The number of cases of TBI associated with intimate partner violence is not known. However, as mentioned above, CDC estimates that at least 156,000 TBI-related deaths, hospitalizations, and emergency department visits in the U.S. each year are related to assaults (Langlois, et al., 2004). Strangulation or blows to the head may occur in 50 to 90 percent of IPV physical assaults against women (Wolfe et al, 1997; Greenfield et al., 1998). Thus, the true number of violence-related TBIs may be much higher than the CDC estimate. Multiple TBIs, including concussions are frequently reported by incarcerated women with a history of IPV (Pamela Diamond, PhD, University of Texas-Houston, Personal Communication, October 2007).

In one study, 60 percent of the women with IPV-related TBI continued to exhibit TBI-related symptoms 3 months after the injury (Monahan and O’Leary, 1999). Women with TBI frequently exhibit reduced capacity to make informed, consistent choices about whether to leave or return to the perpetrating partner, and their ability to plan and to respond appropriately to safety, health, child care, and parenting issues may be significantly compromised (Monahan and O’Leary, 1999). This increases the likelihood that they will remain in a violent relationship and the risk of sustaining additional injuries, including TBI.

Many victims do not report IPV to police, friends, or family because they think others will not believe them and that the police cannot help (Tjaden et al., 2000).

This may be particularly true for persons with traumatic brain injury (Reichard et al., 2007) for several reasons. First, individuals with TBI are more likely to be dependent on a perpetrator for financial support and physical care. Second, communication problems associated with TBI may make it difficult for victims to report victimization. Third, the perpetrator may claim that the victim should not be taken seriously because of their TBI-related cognitive problems. Finally, victims may not be willing to admit that they have had a TBI because of the fear of negative consequences such as losing custody oftheir children.

Case example

Debra was born in in 1952. She spent 10 years in an abusive relationship with her female partner, and during that time sustained several possible concussions. In 2000, she was lying in bed asleep and was shot several times, including once in the head. She was rushed to the ER and remained in the hospital for 9 days for cranial hemorrhaging. (See sidebar “One Woman’s Story” for a more detailed account)

(Published with permission from Ms. Gray, obtained by the
Alabama Department of Rehabilitation Services)
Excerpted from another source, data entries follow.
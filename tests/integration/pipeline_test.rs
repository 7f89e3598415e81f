// Copyright (c) 2025 Kirky.X
//
// Licensed under the MIT License
// See LICENSE file in the project root for full license information.

use super::helpers::{article_page, html, mount_translation, settings_for, TRANSLATE_PATH};
use opinion_scraper::application::use_cases::run_scraper::RunScraperUseCase;
use opinion_scraper::domain::models::article::TITLE_FAILED_TO_LOAD;
use wiremock::matchers::{method, path};
use wiremock::{Mock, MockServer, ResponseTemplate};

const LISTING: &str = r#"<html lang="es"><body>
    <article><a href="/opinion/2024-05-01/gato.html">Gato</a></article>
    <article><a href="/opinion/2024-05-02/perro.html">Perro</a></article>
    <article><a href="/opinion/2024-05-01/gato.html">Gato otra vez</a></article>
    <article><a href="/opinion/autores/">Autores</a></article>
    <article><a href="/opinion/2024-05-03/caballo.html">Caballo</a></article>
    <article><a href="/opinion/2024-05-04/roto.html">Roto</a></article>
</body></html>"#;

async fn mount_site(server: &MockServer) {
    Mock::given(method("GET"))
        .and(path("/opinion/"))
        .respond_with(html(LISTING))
        .mount(server)
        .await;

    Mock::given(method("GET"))
        .and(path("/opinion/2024-05-01/gato.html"))
        .respond_with(html(&article_page(
            "El gato negro",
            &["Primer parrafo.", "Segundo parrafo."],
            Some("/img/gato.jpg"),
        )))
        .mount(server)
        .await;

    Mock::given(method("GET"))
        .and(path("/opinion/2024-05-02/perro.html"))
        .respond_with(html(&article_page(
            "El perro negro",
            &["Un parrafo."],
            Some("/img/perro.jpg"),
        )))
        .mount(server)
        .await;

    Mock::given(method("GET"))
        .and(path("/opinion/2024-05-03/caballo.html"))
        .respond_with(html(&article_page("El caballo negro", &["Otro parrafo."], None)))
        .mount(server)
        .await;

    Mock::given(method("GET"))
        .and(path("/opinion/2024-05-04/roto.html"))
        .respond_with(ResponseTemplate::new(503))
        .mount(server)
        .await;

    Mock::given(method("GET"))
        .and(path("/img/gato.jpg"))
        .respond_with(ResponseTemplate::new(200).set_body_bytes(vec![0xFF, 0xD8, 0xFF, 0xE0]))
        .mount(server)
        .await;

    Mock::given(method("GET"))
        .and(path("/img/perro.jpg"))
        .respond_with(ResponseTemplate::new(404))
        .mount(server)
        .await;
}

#[tokio::test]
async fn test_full_run_over_http_engine() {
    let server = MockServer::start().await;
    mount_site(&server).await;
    mount_translation(&server, "El gato negro", "The black cat").await;
    mount_translation(&server, "El perro negro", "The black dog").await;
    mount_translation(&server, "El caballo negro", "The black horse").await;
    // 其余翻译请求失败
    Mock::given(method("GET"))
        .and(path(TRANSLATE_PATH))
        .respond_with(ResponseTemplate::new(500))
        .mount(&server)
        .await;

    let image_dir = tempfile::tempdir().unwrap();
    let settings = settings_for(&server, image_dir.path());

    let result = RunScraperUseCase::new(settings).execute().await.unwrap();

    // 去重、过滤后按出现顺序排列
    let urls: Vec<_> = result.articles.iter().map(|a| a.url.clone()).collect();
    assert_eq!(
        urls,
        vec![
            format!("{}/opinion/2024-05-01/gato.html", server.uri()),
            format!("{}/opinion/2024-05-02/perro.html", server.uri()),
            format!("{}/opinion/2024-05-03/caballo.html", server.uri()),
            format!("{}/opinion/2024-05-04/roto.html", server.uri()),
        ]
    );

    let first = &result.articles[0];
    assert_eq!(first.title, "El gato negro");
    assert_eq!(first.content, "Primer parrafo.\nSegundo parrafo.");
    assert_eq!(
        first.image_url.as_deref(),
        Some(format!("{}/img/gato.jpg", server.uri()).as_str())
    );
    assert!(result.articles[2].image_url.is_none());
    assert!(result.articles[3].is_failed_load());

    assert_eq!(
        result.translated_titles,
        vec![
            "The black cat".to_string(),
            "The black dog".to_string(),
            "The black horse".to_string(),
            TITLE_FAILED_TO_LOAD.to_string(),
        ]
    );

    assert_eq!(result.repeated_words.len(), 1);
    assert_eq!(result.repeated_words.get("black"), Some(3));

    // 图片下载失败不影响运行
    let saved = image_dir.path().join("article_1.jpg");
    assert_eq!(std::fs::read(saved).unwrap(), vec![0xFF, 0xD8, 0xFF, 0xE0]);
    assert!(!image_dir.path().join("article_2.jpg").exists());
}

#[tokio::test]
async fn test_listing_failure_is_empty_run() {
    let server = MockServer::start().await;
    Mock::given(method("GET"))
        .and(path("/opinion/"))
        .respond_with(ResponseTemplate::new(500))
        .mount(&server)
        .await;

    let image_dir = tempfile::tempdir().unwrap();
    let settings = settings_for(&server, image_dir.path());

    let result = RunScraperUseCase::new(settings).execute().await.unwrap();

    assert!(result.is_empty());
    assert!(result.translated_titles.is_empty());
    assert!(result.repeated_words.is_empty());

    // 空运行不会请求翻译接口
    let requests = server.received_requests().await.unwrap();
    assert!(requests.iter().all(|r| r.url.path() != TRANSLATE_PATH));
}

#[tokio::test]
async fn test_result_written_as_json() {
    let server = MockServer::start().await;
    mount_site(&server).await;
    Mock::given(method("GET"))
        .and(path(TRANSLATE_PATH))
        .respond_with(ResponseTemplate::new(500))
        .mount(&server)
        .await;

    let workdir = tempfile::tempdir().unwrap();
    let json_path = workdir.path().join("out").join("result.json");

    let mut settings = settings_for(&server, &workdir.path().join("images"));
    settings.output.json_path = Some(json_path.to_string_lossy().to_string());
    settings.storage.enabled = false;

    let result = RunScraperUseCase::new(settings).execute().await.unwrap();

    let written: serde_json::Value =
        serde_json::from_slice(&std::fs::read(&json_path).unwrap()).unwrap();
    assert_eq!(written["articles"].as_array().unwrap().len(), result.articles.len());
    // 翻译全部失败时保留原标题
    assert_eq!(written["translated_titles"][0], "El gato negro");
    assert!(!workdir.path().join("images").exists());
}

#[tokio::test]
async fn test_configured_stop_words_excluded_from_count() {
    let server = MockServer::start().await;
    mount_site(&server).await;
    mount_translation(&server, "El gato negro", "The black cat").await;
    mount_translation(&server, "El perro negro", "The black dog").await;
    mount_translation(&server, "El caballo negro", "The black horse").await;
    Mock::given(method("GET"))
        .and(path(TRANSLATE_PATH))
        .respond_with(ResponseTemplate::new(500))
        .mount(&server)
        .await;

    let image_dir = tempfile::tempdir().unwrap();
    let mut settings = settings_for(&server, image_dir.path());
    settings.storage.enabled = false;
    settings.analysis.extra_stop_words = vec!["Black".to_string()];

    let result = RunScraperUseCase::new(settings).execute().await.unwrap();

    assert_eq!(result.translated_titles[0], "The black cat");
    assert!(result.repeated_words.is_empty());
}
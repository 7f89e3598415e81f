// Copyright (c) 2025 Kirky.X
//
// Licensed under the MIT License
// See LICENSE file in the project root for full license information.

use std::time::Duration;

/// 重试策略配置
///
/// 页面加载与翻译调用共用的有界重试策略。`max_retries` 是首次尝试之外的
/// 额外次数，总尝试次数为 `max_retries + 1`。
#[derive(Debug, Clone, PartialEq)]
pub struct RetryPolicy {
    /// 最大重试次数
    pub max_retries: u32,
    /// 每次重试前的固定退避时间
    pub backoff: Duration,
}

impl Default for RetryPolicy {
    fn default() -> Self {
        Self::page_load()
    }
}

impl RetryPolicy {
    /// 页面加载策略：重试2次，固定3秒退避
    pub fn page_load() -> Self {
        Self::fixed(2, Duration::from_secs(3))
    }

    /// 固定退避策略
    pub fn fixed(max_retries: u32, backoff: Duration) -> Self {
        Self {
            max_retries,
            backoff,
        }
    }

    /// 不重试
    pub fn none() -> Self {
        Self::fixed(0, Duration::ZERO)
    }

    /// 总尝试次数
    pub fn total_attempts(&self) -> u32 {
        self.max_retries.saturating_add(1)
    }

    /// 已失败 `attempt` 次（从0开始计数的尝试序号）后是否还应该重试
    pub fn should_retry(&self, attempt: u32) -> bool {
        attempt < self.max_retries
    }
}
Violence as a Consequence of TBI

Victimization

A victim is defined as a target of emotional abuse or threatened or actual physical or sexual violence (Saltzman, et al., 2002). Victimization can include physical violence, sexual violence, psychological or emotional abuse, stalking, and neglect.
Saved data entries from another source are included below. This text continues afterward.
// Copyright (c) 2025 Kirky.X
//
// Licensed under the MIT License
// See LICENSE file in the project root for full license information.

use std::path::Path;
use std::time::Duration;

use anyhow::Context;

use crate::config::settings::Settings;
use crate::domain::models::PipelineResult;
use crate::domain::services::article_fetcher::ArticleFetcher;
use crate::domain::services::extraction_service::ExtractionService;
use crate::domain::services::link_collector::{
    LanguageCheck, LinkCollector, LinkFilter, ListingPage,
};
use crate::domain::services::pipeline::ScrapePipeline;
use crate::domain::services::translation_service::TitleTranslator;
use crate::domain::services::word_frequency::{FrequencyCounter, StopFilter, DEFAULT_THRESHOLD};
use crate::engines;
use crate::infrastructure::storage::LocalImageStore;
use crate::infrastructure::translation::google_translate::GoogleTranslateClient;
use crate::utils::retry_policy::RetryPolicy;

// === Section: Use Case Definition ===

/// 运行抓取用例
///
/// 根据配置组装流水线，打开浏览会话，执行一次运行并在结束时关闭会话。
pub struct RunScraperUseCase {
    settings: Settings,
}

// === Section: Implementation ===

impl RunScraperUseCase {
    pub fn new(settings: Settings) -> Self {
        Self { settings }
    }

    /// 执行一次完整运行
    ///
    /// 只有无法打开会话或无法组装流水线时返回错误；
    /// 单篇文章、单条翻译和图片保存的失败都只会降级结果。
    pub async fn execute(&self) -> anyhow::Result<PipelineResult> {
        let pipeline = self.build_pipeline()?;

        let session = engines::open_session(
            &self.settings.browser,
            self.settings.scraper.page_load_timeout(),
        )
        .await
        .context("Failed to open browser session")?;

        let result = pipeline.run_scoped(session).await;

        if let Some(path) = &self.settings.output.json_path {
            write_json(&result, Path::new(path)).await?;
        }

        Ok(result)
    }

    /// 根据配置组装流水线
    pub fn build_pipeline(&self) -> anyhow::Result<ScrapePipeline<GoogleTranslateClient>> {
        let scraper = &self.settings.scraper;
        let browser = &self.settings.browser;
        let translation = &self.settings.translation;

        let collector = LinkCollector::new(
            ListingPage {
                url: scraper.listing_url.clone(),
                link_selector: scraper.link_selector.clone(),
                page_load_timeout: scraper.page_load_timeout(),
                settle_delay: Duration::from_millis(scraper.listing_settle_delay_ms),
                consent_selector: browser.consent_selector.clone(),
                consent_wait: Duration::from_secs(browser.consent_wait_secs),
            },
            LinkFilter::new(&scraper.section_path, &scraper.article_suffix),
        )
        .with_language_check(LanguageCheck {
            expected_lang: translation.source_lang.clone(),
            edition_host: scraper.edition_host.clone(),
        });

        let fetcher = ArticleFetcher::new(
            ExtractionService::new(self.settings.extraction.clone()),
            scraper.retry_policy(),
            scraper.page_load_timeout(),
            Duration::from_millis(scraper.settle_delay_ms),
        );

        let provider = GoogleTranslateClient::from_settings(translation)
            .context("Failed to build translation client")?;
        let translator = TitleTranslator::new(
            provider,
            &translation.source_lang,
            &translation.target_lang,
        )
        .with_retry_policy(RetryPolicy::fixed(
            translation.max_retries,
            Duration::from_secs(1),
        ));

        let mut pipeline = ScrapePipeline::new(
            collector,
            fetcher,
            translator,
            FrequencyCounter::new(
                StopFilter::english().with_extra(&self.settings.analysis.extra_stop_words),
                DEFAULT_THRESHOLD,
            ),
            scraper.max_articles,
        );

        if self.settings.storage.enabled {
            let store = LocalImageStore::from_settings(&self.settings.storage)
                .context("Failed to build image store")?;
            pipeline = pipeline.with_image_store(Box::new(store));
        }

        Ok(pipeline)
    }
}

async fn write_json(result: &PipelineResult, path: &Path) -> anyhow::Result<()> {
    if let Some(parent) = path.parent().filter(|p| !p.as_os_str().is_empty()) {
        tokio::fs::create_dir_all(parent).await?;
    }
    let json = serde_json::to_vec_pretty(result)?;
    tokio::fs::write(path, json)
        .await
        .with_context(|| format!("Failed to write result to {}", path.display()))?;
    tracing::info!("Result written to {}", path.display());
    Ok(())
}
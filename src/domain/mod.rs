// Copyright (c) 2025 Kirky.X
//
// Licensed under the MIT License
// See LICENSE file in the project root for full license information.

/// 领域层模块
///
/// 该模块包含系统的核心业务逻辑，包括：
/// - 领域模型（models）：文章链接、文章记录和流水线结果
/// - 仓库接口（repositories）：图片存储抽象接口
/// - 服务（services）：抓取流水线的各个阶段
pub mod models;
pub mod repositories;
pub mod services;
Persons with disabilities are particularly vulnerable to violence, and their position of vulnerability often makes it more difficult to leave a violent situation. The number of persons with TBI in the U.S. who are victimized each year is not known and existing information regarding the victimization of persons with disabilities has been gleaned from a small number of studies (Marge, 2003). Such studies have shown that persons with disabilities are 4 to 10 times more likely to become a victim of violence, abuse, or neglect than persons without disabilities (Petersilia, 2001). One recent study found that men and women with activity limitations were more likely to experience physical, emotional, and financial abuse, and that women with activity limitations were more likely to experience sexual abuse (Cohen, et al., 2006). Another study found that women with disabilities were 40% more likely to experience intimate partner violence than women without disabilities (Brownridge, 2006).

Research suggests that certain conditions increase the likelihood of violence, abuse or neglect. One study found that violence was more likely among women with a physical disability when they also had more than one disability, a hearing impairment, or were divorced/separated (Milberger, et al., 2003). Another study found that men and women with activity limitations were more likely to report intimate partner violence if they were single, younger, had lower income, and/or had poor health (Cohen, et al., 2006). (For more detailed information about victimization, see the sidebar).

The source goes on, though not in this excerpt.